While early tests with a sample set of data from JRUL were encouraging, see See SALT – a demo, an overhaul of the methodology behind the recommender API was required once the full set of loan transactions was obtained.
It was feared that processing the data into the nborrowers table – containing, for each combination of two items, a count of the unique number of library users to have borrowed both items – might become too onerous with the anticipated 3 million records. That fear turned to blind panic when 8 million loan records actually arrived!
The approach for processing the data for the API was thus re-jigged. As before the data was loaded into two MySQL tables, items and loans, and then some simple processing pushed the total number of loans for each item into a further, nloans, table. The remainder of the logic for the recommender was moved to run, on demand, in the API.
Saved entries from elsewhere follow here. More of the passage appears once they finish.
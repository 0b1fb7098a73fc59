//! TDS LOGIN7 packet construction.
//!
//! The LOGIN7 packet is sent by the client to authenticate with SQL Server.
//! It contains client information, credentials, and feature negotiation data.
//!
//! ## Packet Structure
//!
//! - Fixed-length header (94 bytes): sizes, version, flags, and an
//!   offset/length table
//! - Variable-length data section the table points into (strings are
//!   UTF-16LE)
//! - Optional feature extension block, located through a 4-byte offset
//!   stored where the unused field would be
//!
//! ## Security Note
//!
//! The password is obfuscated (not encrypted) using a simple XOR + bit rotation.
//! The login packet is always sent inside TLS unless the server reports no
//! TLS support at all.

use bytes::{BufMut, Bytes, BytesMut};

use crate::codec::{utf16_len, write_utf16};
use crate::error::ProtocolError;
use crate::version::TdsVersion;

/// LOGIN7 packet header size (fixed portion).
pub const LOGIN7_HEADER_SIZE: usize = 94;

/// LOGIN7 option flags 1.
#[derive(Debug, Clone, Copy, Default)]
pub struct OptionFlags1 {
    /// Warn if the initial database change fails instead of failing login.
    pub use_db_notify: bool,
    /// Initial database change failure is fatal.
    pub database_fatal: bool,
    /// Warn on language change.
    pub set_lang_warn: bool,
}

impl OptionFlags1 {
    /// Convert to byte. Byte order, character set and float format bits
    /// stay zero (little-endian, ASCII, IEEE 754).
    #[must_use]
    pub fn to_byte(self) -> u8 {
        let mut flags = 0u8;
        if self.use_db_notify {
            flags |= 0x20;
        }
        if self.database_fatal {
            flags |= 0x40;
        }
        if self.set_lang_warn {
            flags |= 0x80;
        }
        flags
    }
}

/// LOGIN7 option flags 2.
#[derive(Debug, Clone, Copy, Default)]
pub struct OptionFlags2 {
    /// Language change failure is fatal.
    pub language_fatal: bool,
    /// ODBC-style session defaults.
    pub odbc: bool,
    /// SSPI data carries integrated security.
    pub integrated_security: bool,
}

impl OptionFlags2 {
    /// Convert to byte.
    #[must_use]
    pub fn to_byte(self) -> u8 {
        let mut flags = 0u8;
        if self.language_fatal {
            flags |= 0x01;
        }
        if self.odbc {
            flags |= 0x02;
        }
        if self.integrated_security {
            flags |= 0x80;
        }
        flags
    }
}

/// LOGIN7 type flags.
#[derive(Debug, Clone, Copy, Default)]
pub struct TypeFlags {
    /// Read-only application intent.
    pub read_only_intent: bool,
}

impl TypeFlags {
    /// Convert to byte.
    #[must_use]
    pub fn to_byte(self) -> u8 {
        if self.read_only_intent { 0x20 } else { 0x00 }
    }
}

/// LOGIN7 option flags 3.
#[derive(Debug, Clone, Copy, Default)]
pub struct OptionFlags3 {
    /// Request a password change.
    pub change_password: bool,
    /// Accept collations the client does not know.
    pub unknown_collation_handling: bool,
    /// Feature extension block present.
    pub extension: bool,
}

impl OptionFlags3 {
    /// Convert to byte.
    #[must_use]
    pub fn to_byte(self) -> u8 {
        let mut flags = 0u8;
        if self.change_password {
            flags |= 0x01;
        }
        if self.unknown_collation_handling {
            flags |= 0x08;
        }
        if self.extension {
            flags |= 0x10;
        }
        flags
    }
}

/// Feature extension identifiers.
#[derive(Debug, Clone, Copy, PartialEq, Eq)]
#[repr(u8)]
pub enum FeatureId {
    /// Session recovery.
    SessionRecovery = 0x01,
    /// Federated authentication.
    FedAuth = 0x02,
    /// UTF-8 support.
    Utf8Support = 0x0A,
    /// Terminator.
    Terminator = 0xFF,
}

/// Federated authentication library announced in the FEDAUTH feature.
#[derive(Debug, Clone, Copy, PartialEq, Eq)]
#[repr(u8)]
pub enum FedAuthLibrary {
    /// Token supplied up front in LOGIN7.
    SecurityToken = 0x01,
    /// Token obtained after FEDAUTHINFO and sent in a FEDAUTH_TOKEN message.
    Workflow = 0x02,
}

/// Workflow byte sent with [`FedAuthLibrary::Workflow`].
#[derive(Debug, Clone, Copy, PartialEq, Eq)]
#[repr(u8)]
pub enum FedAuthWorkflow {
    /// User name and password.
    Password = 0x01,
    /// Integrated (ambient) credentials.
    Integrated = 0x02,
}

/// Feature extension data.
#[derive(Debug, Clone, PartialEq, Eq)]
pub struct FeatureExtension {
    /// Feature ID.
    pub feature_id: FeatureId,
    /// Feature data.
    pub data: Bytes,
}

impl FeatureExtension {
    /// FEDAUTH feature carrying a pre-acquired access token.
    #[must_use]
    pub fn fed_auth_token(token: &str, echo: bool) -> Self {
        let token_len = utf16_len(token) * 2;
        let mut data = BytesMut::with_capacity(5 + token_len);
        data.put_u8(((FedAuthLibrary::SecurityToken as u8) << 1) | u8::from(echo));
        data.put_u32_le(token_len as u32);
        write_utf16(&mut data, token);
        Self {
            feature_id: FeatureId::FedAuth,
            data: data.freeze(),
        }
    }

    /// FEDAUTH feature announcing a token workflow.
    #[must_use]
    pub fn fed_auth_workflow(workflow: FedAuthWorkflow, echo: bool) -> Self {
        Self {
            feature_id: FeatureId::FedAuth,
            data: Bytes::copy_from_slice(&[
                ((FedAuthLibrary::Workflow as u8) << 1) | u8::from(echo),
                workflow as u8,
            ]),
        }
    }
}

/// LOGIN7 packet builder.
#[derive(Debug, Clone)]
pub struct Login7 {
    /// TDS version to request.
    pub tds_version: TdsVersion,
    /// Requested packet size.
    pub packet_size: u32,
    /// Client program version.
    pub client_prog_version: u32,
    /// Client process ID.
    pub client_pid: u32,
    /// Connection ID.
    pub connection_id: u32,
    /// Option flags 1.
    pub option_flags1: OptionFlags1,
    /// Option flags 2.
    pub option_flags2: OptionFlags2,
    /// Type flags.
    pub type_flags: TypeFlags,
    /// Option flags 3.
    pub option_flags3: OptionFlags3,
    /// Client timezone offset in minutes.
    pub client_timezone: i32,
    /// Client LCID (locale ID).
    pub client_lcid: u32,
    /// Hostname (client machine name).
    pub hostname: String,
    /// Username for SQL authentication.
    pub username: String,
    /// Password for SQL authentication.
    pub password: String,
    /// Application name.
    pub app_name: String,
    /// Server name.
    pub server_name: String,
    /// Client library name.
    pub library_name: String,
    /// Language.
    pub language: String,
    /// Database name.
    pub database: String,
    /// Client ID (MAC address, typically zeros).
    pub client_id: [u8; 6],
    /// SSPI data for integrated authentication.
    pub sspi_data: Vec<u8>,
    /// Attach DB filename.
    pub attach_db_file: String,
    /// New password (for password change).
    pub new_password: String,
    /// Feature extensions.
    pub features: Vec<FeatureExtension>,
}

impl Default for Login7 {
    fn default() -> Self {
        Self {
            tds_version: TdsVersion::V7_4,
            packet_size: 4096,
            client_prog_version: 0,
            client_pid: std::process::id(),
            connection_id: 0,
            option_flags1: OptionFlags1 {
                use_db_notify: true,
                database_fatal: true,
                set_lang_warn: false,
            },
            option_flags2: OptionFlags2 {
                language_fatal: true,
                odbc: true,
                integrated_security: false,
            },
            type_flags: TypeFlags::default(),
            option_flags3: OptionFlags3 {
                unknown_collation_handling: true,
                ..Default::default()
            },
            client_timezone: 0,
            client_lcid: 0x0409,
            hostname: String::new(),
            username: String::new(),
            password: String::new(),
            app_name: String::from("tdswire"),
            server_name: String::new(),
            library_name: String::from("tdswire"),
            language: String::new(),
            database: String::new(),
            client_id: [0u8; 6],
            sspi_data: Vec::new(),
            attach_db_file: String::new(),
            new_password: String::new(),
            features: Vec::new(),
        }
    }
}

/// Offset table and data section being built side by side.
struct VarData {
    table: BytesMut,
    data: BytesMut,
}

impl VarData {
    fn offset(&self) -> Result<u16, ProtocolError> {
        let offset = LOGIN7_HEADER_SIZE + self.data.len();
        u16::try_from(offset).map_err(|_| ProtocolError::TooLong {
            field: "LOGIN7",
            length: offset,
            max: u16::MAX as usize,
        })
    }

    fn entry(&mut self, offset: u16, len: usize, field: &'static str) -> Result<(), ProtocolError> {
        let len = u16::try_from(len).map_err(|_| ProtocolError::TooLong {
            field,
            length: len,
            max: u16::MAX as usize,
        })?;
        self.table.put_u16_le(offset);
        self.table.put_u16_le(len);
        Ok(())
    }

    fn text(&mut self, s: &str, field: &'static str) -> Result<(), ProtocolError> {
        let offset = self.offset()?;
        self.entry(offset, utf16_len(s), field)?;
        write_utf16(&mut self.data, s);
        Ok(())
    }

    fn password(&mut self, s: &str, field: &'static str) -> Result<(), ProtocolError> {
        let offset = self.offset()?;
        self.entry(offset, utf16_len(s), field)?;
        write_obfuscated_password(&mut self.data, s);
        Ok(())
    }

    fn bytes(&mut self, b: &[u8], field: &'static str) -> Result<(), ProtocolError> {
        let offset = self.offset()?;
        self.entry(offset, b.len(), field)?;
        self.data.put_slice(b);
        Ok(())
    }
}

impl Login7 {
    /// Create a new Login7 packet builder.
    #[must_use]
    pub fn new() -> Self {
        Self::default()
    }

    /// Set the TDS version.
    #[must_use]
    pub fn with_tds_version(mut self, version: TdsVersion) -> Self {
        self.tds_version = version;
        self
    }

    /// Set SQL authentication credentials.
    #[must_use]
    pub fn with_sql_auth(
        mut self,
        username: impl Into<String>,
        password: impl Into<String>,
    ) -> Self {
        self.username = username.into();
        self.password = password.into();
        self.option_flags2.integrated_security = false;
        self
    }

    /// Enable integrated authentication with an initial SSPI blob.
    #[must_use]
    pub fn with_integrated_auth(mut self, sspi_data: Vec<u8>) -> Self {
        self.sspi_data = sspi_data;
        self.option_flags2.integrated_security = true;
        self
    }

    /// Set the database to connect to.
    #[must_use]
    pub fn with_database(mut self, database: impl Into<String>) -> Self {
        self.database = database.into();
        self
    }

    /// Set the hostname (client machine name).
    #[must_use]
    pub fn with_hostname(mut self, hostname: impl Into<String>) -> Self {
        self.hostname = hostname.into();
        self
    }

    /// Set the application name.
    #[must_use]
    pub fn with_app_name(mut self, app_name: impl Into<String>) -> Self {
        self.app_name = app_name.into();
        self
    }

    /// Set the server name.
    #[must_use]
    pub fn with_server_name(mut self, server_name: impl Into<String>) -> Self {
        self.server_name = server_name.into();
        self
    }

    /// Set the session language.
    #[must_use]
    pub fn with_language(mut self, language: impl Into<String>) -> Self {
        self.language = language.into();
        self
    }

    /// Set the packet size.
    #[must_use]
    pub fn with_packet_size(mut self, packet_size: u32) -> Self {
        self.packet_size = packet_size;
        self
    }

    /// Enable read-only intent for readable secondary connections.
    #[must_use]
    pub fn with_read_only_intent(mut self, read_only: bool) -> Self {
        self.type_flags.read_only_intent = read_only;
        self
    }

    /// Add a feature extension.
    #[must_use]
    pub fn with_feature(mut self, feature: FeatureExtension) -> Self {
        self.option_flags3.extension = true;
        self.features.push(feature);
        self
    }

    /// Encode the LOGIN7 packet to bytes.
    pub fn encode(&self) -> Result<Bytes, ProtocolError> {
        let mut var = VarData {
            table: BytesMut::with_capacity(LOGIN7_HEADER_SIZE - 36),
            data: BytesMut::with_capacity(256),
        };

        var.text(&self.hostname, "hostname")?;
        var.text(&self.username, "username")?;
        var.password(&self.password, "password")?;
        var.text(&self.app_name, "app name")?;
        var.text(&self.server_name, "server name")?;

        // The extension slot holds a 4-byte pointer to the feature block,
        // patched once the block's position is known.
        let extension_slot = if self.option_flags3.extension {
            let offset = var.offset()?;
            var.entry(offset, 4, "extension")?;
            let slot = var.data.len();
            var.data.put_u32_le(0);
            Some(slot)
        } else {
            let offset = var.offset()?;
            var.entry(offset, 0, "extension")?;
            None
        };

        var.text(&self.library_name, "library name")?;
        var.text(&self.language, "language")?;
        var.text(&self.database, "database")?;
        var.table.put_slice(&self.client_id);
        var.bytes(&self.sspi_data, "SSPI")?;
        var.text(&self.attach_db_file, "attach db file")?;
        var.password(&self.new_password, "new password")?;
        // cbSSPILong: only used when SSPI exceeds 65535 bytes.
        var.table.put_u32_le(0);

        if let Some(slot) = extension_slot {
            let block = (LOGIN7_HEADER_SIZE + var.data.len()) as u32;
            var.data[slot..slot + 4].copy_from_slice(&block.to_le_bytes());
            for feature in &self.features {
                var.data.put_u8(feature.feature_id as u8);
                var.data.put_u32_le(feature.data.len() as u32);
                var.data.put_slice(&feature.data);
            }
            var.data.put_u8(FeatureId::Terminator as u8);
        }

        let total_length = LOGIN7_HEADER_SIZE + var.data.len();
        let mut buf = BytesMut::with_capacity(total_length);
        buf.put_u32_le(total_length as u32);
        buf.put_u32_le(self.tds_version.raw());
        buf.put_u32_le(self.packet_size);
        buf.put_u32_le(self.client_prog_version);
        buf.put_u32_le(self.client_pid);
        buf.put_u32_le(self.connection_id);
        buf.put_u8(self.option_flags1.to_byte());
        buf.put_u8(self.option_flags2.to_byte());
        buf.put_u8(self.type_flags.to_byte());
        buf.put_u8(self.option_flags3.to_byte());
        buf.put_i32_le(self.client_timezone);
        buf.put_u32_le(self.client_lcid);
        buf.put_slice(&var.table);
        debug_assert_eq!(buf.len(), LOGIN7_HEADER_SIZE);
        buf.put_slice(&var.data);

        Ok(buf.freeze())
    }
}

/// Write password with TDS obfuscation: swap the nibbles of every byte,
/// then XOR with 0xA5.
fn write_obfuscated_password(dst: &mut impl BufMut, password: &str) {
    for c in password.encode_utf16() {
        for b in c.to_le_bytes() {
            dst.put_u8(b.rotate_right(4) ^ 0xA5);
        }
    }
}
Given the ISBN of a certain item, let’s say ITEM A, and a threshold value, the PHP script for the API was coded to do the following:
- Find the list of all users in the loans table who have borrowed ITEM A
- For each user found in 1. find the list of all items in the loans table that have been borrowed by that user
- Sum across the lists of items found in 2. to compile a single list of all possible suggested items which includes, for each of these items, the number of unique users to have borrowed both that item and ITEM A
- From the list in 3. remove ITEM A and any items for which the number of unique users falls below the given threshold
- For each item in the list derived in 4. divide the number of unique users of that item by the total number of times that item has been borrowed, from the nloans table
- Rank the items in the list in 5. by the ratio of unique users to total loans
- Find the details of each item in the list in 6. from the items table and return the list of suggestions
Testing showed that certain queries of the MySQL database involved in the above process were time consuming and affected the responsiveness of the API. The following extra pre-processing was thus performed:
- The items table was split into 10 smaller tables
- The loans table was split into 5 smaller tables
With queries rewritten so that searches access each of these smaller tables in turn rather than just looking at the original, large tables there was a significant boost in API performance. The number of divisions for the above splits was somewhat arbitrary but was sufficient to render the API usable for testing.
Further analysis would more than likely bring additional performance benefits, especially relevant as the amount of data is only going to grow (*). Also on the to-do list is expanding the range of output formats for the API; at present only xml and json are offered though both of the developers implementing the API in Copac and in JRUL respectively suggested that jsonp would be easier to work with.
(*) For reference, just over 8 million loan transactions are used for the current SALT recommender covering all available records up to July 2011, and these loans feature around 628,000 individual library items.